I primati italiani a livello europeo non sono molti, ma la presenza di donne nei consigli di amministrazione ci fa balzare in testa alle classifiche, dall’entrata in vigore della legge Golfo-Mosca del 2012. Se ne è avuta una conferma ieri in occasione della relazione annuale della Consob. I dati sulla composizione di genere dei consigli di amministrazione delle società quotate italiane alla fine del 2015 mostrano, infatti, che quasi il 28% degli incarichi è ricoperto da una donna, in linea con il trend delineatosi negli ultimi quattro anni per effetto dell’applicazione, appunto, della normativa sulle quote di genere. Non solo. La quasi totalita’ degli organi amministrativi vede attualmente rappresentati entrambi i generi.

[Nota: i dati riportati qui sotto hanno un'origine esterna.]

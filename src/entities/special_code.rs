use async_trait::async_trait;
use chrono::{DateTime, Utc};
use sea_orm::entity::prelude::*;
use serde::{Deserialize, Serialize};
use uuid::Uuid;
use validator::Validate;

#[derive(Clone, Debug, PartialEq, Eq, DeriveEntityModel, Serialize, Deserialize, Validate)]
#[sea_orm(table_name = "special_codes")]
pub struct Model {
    #[sea_orm(primary_key, auto_increment = false)]
    pub id: Uuid,

    #[validate(length(min = 4, max = 16, message = "Code must be between 4 and 16 characters"))]
    pub code: String,

    pub expires_at: DateTime<Utc>,
    pub used: bool,
    pub used_at: Option<DateTime<Utc>>,
    pub used_by_order: Option<Uuid>,
    pub created_at: DateTime<Utc>,
}

#[derive(Copy, Clone, Debug, EnumIter, DeriveRelation)]
pub enum Relation {}

#[async_trait]
impl ActiveModelBehavior for ActiveModel {}

impl Model {
    /// A code is redeemable while unused and unexpired.
    pub fn is_redeemable(&self, now: DateTime<Utc>) -> bool {
        !self.used && self.expires_at > now
    }
}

A fine 2015, nelle società a medio-alta capitalizzazione, le donne rivestono in media oltre il 27% delle cariche (28,1% nelle società appartenenti all’indice Ftse Mib e 27,2% in quelle appartenenti all’indice Mid Cap). Nelle restanti aziende, le donne sono rappresentate nell’organo amministrativo nella quasi totalità dei casi, con una presenza che sfiora il 29% del board tra le società che non appartengono all’indice Star.
Ancora a rilento procede, invece, la diversificazione per nazionalità. Gli amministratori restano prevalentemente italiani, tanto che solo il 6% è straniero. L’identikit dei consiglieri si completa con altre indicazioni: sull’età (in media 57 anni); sull’educazione (circa l‘85% è laureato, di cui la meta’ in economia, 16% in legge e 13% in ingegneria – mentre il 18% e’ anche in possesso di un titolo di studio post-laurea); e sulla professione (il 73% degli amministratori è un manager).
Certo alcune deifferenze nei board sono dovute alla “natura” degli azionisti. Le società controllate da istituzioni finanziarie hanno cda più istruiti, più giovani e con una maggiore presenza di membri stranieri. Al contrario, nelle imprese non controllate o di tipo familiare, gli amministratori sono più raramente laureati, più anziani e le donne sono meno rappresentate. Le caratteristiche degli amministratori variano anche a seconda della presenza o meno di una relazione di parentela con l’azionista di controllo: gli amministratori family, pari al 16% del totale, sono meno istruiti (69% hanno una laurea con l’88% dei non-family) e più frequentemente sono manager (94,7% contro il 68,7% dei non-family).
Un quadro tutto sommato in miglioramento per le società quotate italiane, anche se in tema di diversity resta ancora molto da fare, non tanto per il genere quanto per la provenienza e l’età. Idee ed energie nuove potrebbero fare la differenza nell’affrontare una competizione globale sempre più aspra.